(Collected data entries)

-----

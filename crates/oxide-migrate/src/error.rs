//! Error types for the migration runner.

use oxide_sql_script::ScriptError;

/// Errors that can occur while loading or running migrations.
#[derive(Debug, thiserror::Error)]
pub enum MigrateError {
    /// Scripts could not be read, split or selected.
    #[error(transparent)]
    Script(#[from] ScriptError),

    /// The configured driver name is not supported.
    #[error("{0}: unsupported driver")]
    UnsupportedDriver(String),

    /// Opening or pinging the database failed.
    #[error("Connection error: {0}")]
    Connection(#[source] sqlx::Error),

    /// A statement failed in a migration that aborts on error.
    #[error("Statement failed in migration #{group}: {source} ({sql})")]
    Statement {
        /// Group of the failing migration.
        group: usize,
        /// The failing statement, on one line.
        sql: String,
        /// Error reported by the backend.
        #[source]
        source: sqlx::Error,
    },

    /// Beginning, committing or rolling back a transaction failed.
    #[error("Transaction error: {0}")]
    Transaction(#[source] sqlx::Error),

    /// Serialization error while writing a report.
    #[error("Serialization error: {0}")]
    Serialization(#[from] serde_json::Error),

    /// IO error while writing a report.
    #[error("IO error: {0}")]
    Io(#[from] std::io::Error),
}

/// Result type for migration operations.
pub type Result<T> = std::result::Result<T, MigrateError>;
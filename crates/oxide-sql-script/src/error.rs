//! Error types for script loading.

use std::path::PathBuf;

/// Errors raised while parsing a file-selection spec.
#[derive(Debug, Clone, PartialEq, Eq, thiserror::Error)]
pub enum SpecError {
    /// The spec string (or one of its comma-separated items) is empty.
    #[error("Empty file selection spec")]
    Empty,

    /// An item is neither `*`, a number, nor an `A..B` range.
    #[error("Invalid spec format '{0}': missing range")]
    InvalidItem(String),

    /// A bound is not a valid number.
    #[error("Invalid position '{0}' in spec")]
    InvalidNumber(String),

    /// Positions are 1-based.
    #[error("Position 0 is not valid, positions start at 1")]
    ZeroPosition,

    /// A fully specified range where start is not before end.
    #[error("Invalid range {start}..{end}: start must be lower than end")]
    InvalidRange {
        /// Lower bound as written.
        start: usize,
        /// Upper bound as written.
        end: usize,
    },

    /// A bound points past the end of the listing.
    #[error("Index out of range: position {position} but only {len} files")]
    OutOfRange {
        /// The offending position.
        position: usize,
        /// Number of entries in the listing.
        len: usize,
    },
}

/// Errors that can occur while reading and splitting SQL scripts.
#[derive(Debug, thiserror::Error)]
pub enum ScriptError {
    /// The input ended in the middle of a statement.
    #[error("Incomplete statement at end of file '{}'", .path.display())]
    IncompleteStatement {
        /// Script being split.
        path: PathBuf,
    },

    /// File selection failed.
    #[error(transparent)]
    Spec(#[from] SpecError),

    /// IO error while listing or reading scripts.
    #[error("IO error on '{}': {source}", .path.display())]
    Io {
        /// File or directory being accessed.
        path: PathBuf,
        /// Underlying error.
        source: std::io::Error,
    },

    /// A statement is not valid UTF-8.
    #[error("Invalid UTF-8 in statement from '{}'", .path.display())]
    Encoding {
        /// Script being split.
        path: PathBuf,
    },
}

impl ScriptError {
    pub(crate) fn io(path: impl Into<PathBuf>, source: std::io::Error) -> Self {
        Self::Io {
            path: path.into(),
            source,
        }
    }
}

/// Result type for script operations.
pub type Result<T> = std::result::Result<T, ScriptError>;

-----

• _WHAT THE TASK REQUIRES_
With no other words, state how many lines above hold the word "display".

• _RESULT FOR THIS EXERCISE_
3